Activation of neutrophils during bacterial sepsis plays a role both in defense against offending organisms and in tissue damage. In this paper, the investigators demonstrate that the interaction of platelets contributes to the untoward effects of neutrophils in this process. More specifically, the investigators establish a role for TLR 4 on platelets through its interaction with ligands that are released during sepsis. Although others were not able to see expression of activation markers or aggregation as a result of TLR 4 expression on platelets, the investigators here demonstrated that LPS does indeed bind to platelets through TLR 4. LPS-treated platelets are able to bind to adherent neutrophils, and binding is blocked by TLR 4-specific antibodies and specific antagonists to the receptor ligand complexes.

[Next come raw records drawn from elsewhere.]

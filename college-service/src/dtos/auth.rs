use secrecy::Secret;
use serde::{Deserialize, Serialize};

/// Login body, sent either as JSON or as a URL-encoded form.
///
/// Empty values are not rejected here; they simply fail the credential check.
#[derive(Debug, Deserialize)]
pub struct LoginRequest {
    pub username: String,
    pub password: Secret<String>,
}

#[derive(Debug, Serialize, Deserialize)]
pub struct TokenResponse {
    pub token: String,
    pub token_type: String,
    /// Lifetime in seconds
    pub expires_in: i64,
}

impl TokenResponse {
    pub fn bearer(token: String, expires_in: i64) -> Self {
        Self {
            token,
            token_type: "bearer".to_string(),
            expires_in,
        }
    }
}
use secrecy::Secret;
use service_core::config::{get_env, Environment};
use service_core::error::AppError;

#[derive(Debug, Clone)]
pub struct ClientSettings {
    pub base_url: String,
    pub username: String,
    pub password: Secret<String>,
    pub log_level: String,
}

impl ClientSettings {
    pub fn from_env() -> Result<Self, AppError> {
        dotenvy::dotenv().ok();
        let is_prod = Environment::from_env()?.is_prod();

        Ok(Self {
            base_url: get_env("COLLEGE_API_URL", Some("http://localhost:8080"), is_prod)?,
            username: get_env("COLLEGE_USERNAME", Some("admin"), is_prod)?,
            password: Secret::new(get_env("COLLEGE_PASSWORD", Some("admin123"), is_prod)?),
            log_level: get_env("LOG_LEVEL", Some("warn"), is_prod)?,
        })
    }
}
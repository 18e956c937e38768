use secrecy::{ExposeSecret, Secret};
use serde::Deserialize;
use service_core::config::{self as core_config, get_env, get_env_parsed, Environment};
use service_core::error::AppError;
use std::env;

/// Minimum length, in bytes, of the HS256 signing secret.
pub const MIN_SECRET_BYTES: usize = 32;

#[derive(Debug, Clone, Deserialize)]
pub struct CollegeConfig {
    #[serde(flatten)]
    pub common: core_config::Config,
    pub environment: Environment,
    pub service_name: String,
    pub log_level: String,
    pub otlp_endpoint: Option<String>,
    pub mongodb: MongoConfig,
    pub jwt: JwtConfig,
    pub credentials: CredentialsConfig,
    pub security: SecurityConfig,
    pub seed_demo_data: bool,
}

#[derive(Debug, Clone, Deserialize)]
pub struct MongoConfig {
    pub uri: String,
    pub database: String,
}

#[derive(Debug, Clone, Deserialize)]
pub struct JwtConfig {
    pub secret: Secret<String>,
    pub expiry_minutes: i64,
}

/// The single account allowed to log in.
#[derive(Debug, Clone, Deserialize)]
pub struct CredentialsConfig {
    pub username: String,
    pub password: Secret<String>,
}

#[derive(Debug, Clone, Deserialize)]
pub struct SecurityConfig {
    pub allowed_origins: Vec<String>,
}

impl CollegeConfig {
    pub fn from_env() -> Result<Self, AppError> {
        let common_config = core_config::Config::load()?;

        let environment = Environment::from_env()?;
        let is_prod = environment.is_prod();

        let config = CollegeConfig {
            common: common_config,
            environment,
            service_name: get_env("SERVICE_NAME", Some("college-service"), is_prod)?,
            log_level: get_env("LOG_LEVEL", Some("info"), is_prod)?,
            otlp_endpoint: env::var("OTLP_ENDPOINT").ok().filter(|s| !s.is_empty()),
            mongodb: MongoConfig {
                uri: get_env("MONGODB_URI", None, is_prod)?,
                database: get_env("MONGODB_DATABASE", Some("collegeDB"), is_prod)?,
            },
            jwt: JwtConfig {
                // No default in any environment: an unsigned fallback would
                // let anyone mint tokens.
                secret: Secret::new(get_env("JWT_SECRET", None, is_prod)?),
                expiry_minutes: get_env_parsed("JWT_EXPIRY_MINUTES", Some("60"), is_prod)?,
            },
            credentials: CredentialsConfig {
                username: get_env("AUTH_USERNAME", Some("admin"), is_prod)?,
                password: Secret::new(get_env("AUTH_PASSWORD", Some("admin123"), is_prod)?),
            },
            security: SecurityConfig {
                allowed_origins: get_env(
                    "ALLOWED_ORIGINS",
                    Some("http://localhost:3000"),
                    is_prod,
                )?
                .split(',')
                .map(|s| s.trim().to_string())
                .filter(|s| !s.is_empty())
                .collect(),
            },
            seed_demo_data: get_env_parsed("SEED_DEMO_DATA", Some("false"), is_prod)?,
        };

        config.validate()?;
        Ok(config)
    }

    pub fn validate(&self) -> Result<(), AppError> {
        if self.jwt.secret.expose_secret().len() < MIN_SECRET_BYTES {
            return Err(AppError::ConfigError(anyhow::anyhow!(
                "JWT_SECRET must be at least {} bytes",
                MIN_SECRET_BYTES
            )));
        }

        if self.jwt.expiry_minutes <= 0 {
            return Err(AppError::ConfigError(anyhow::anyhow!(
                "JWT_EXPIRY_MINUTES must be positive"
            )));
        }

        if self.credentials.username.is_empty() || self.credentials.password.expose_secret().is_empty()
        {
            return Err(AppError::ConfigError(anyhow::anyhow!(
                "AUTH_USERNAME and AUTH_PASSWORD must not be empty"
            )));
        }

        if self.environment.is_prod() {
            if self.security.allowed_origins.iter().any(|o| o == "*") {
                return Err(AppError::ConfigError(anyhow::anyhow!(
                    "Wildcard CORS origin not allowed in production"
                )));
            }

            if self.seed_demo_data {
                tracing::warn!("SEED_DEMO_DATA is enabled in production");
            }
        }

        Ok(())
    }
}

Plasma from septic patients induced platelet-neutrophil interactions. This could be recapitulated in a mouse model of endotoxemia where neutrophils localized to post sinusoidal venules and platelets co-localized only when neutrophils were bound. LPS-treated platelets induced neutrophil degranulation and the release of DNA to outside of the cell. This resulted in formation of neutrophil extracellular traps (NETs) that are resistant to shear flow and can trap bacteria under shear flow. The investigators went a step beyond to demonstrate that binding of LPS-activated platelets to neutrophils, but not activated neutrophils alone, caused endothelial cell injury. Organ damage, as measured by a reduction in liver sinusoid perfusion, was induced by platelet:neutrophil complexes and could be reduced by depletion of neutrophils and, less dramatically, platelets from the site.
In Brief
The work here addresses several key components in innate immunity that are responsible for tissue damage during sepsis and include the interaction of platelets with neutrophils and the dependence on the deposition of neutrophils in this process. The investigators show evidence that platelets play a key role in endothelial damage and that this occurs through LPS interaction with platelet TLR 4. This is exciting because the role of TLR 4 expression on platelets was not thought to be an active one since treatment with LPS did not result in upregulation of activation markers or aggregation. It is not platelets alone but rather their TLR 4-induced interaction with neutrophils that appears to be critical in this process. Although phagocytosis remains a central component of neutrophil function during bacterial infection, it appears that, at least in part, TLR 4-dependent platelet binding results in neutrophil degranulation and the release of both DNA and proteolytic enzymes. The combination of neutrophil platelet binding resulted in rapid release of NETs that extend well beyond the neutrophil boundary. Unfortunately, as much as NETs may enhance bacterial trapping, their formation contributes to damage in the liver microcirculation. Further exploration for TLR 4 ligands that may play a role in sepsis may help refine tools to disrupt the platelet neutrophil interaction through TLR 4, a critical and tractable component in this process during bacterial sepsis.
Competing Interests
Dr. Petruzzelli indicated no relevant conflicts of interest.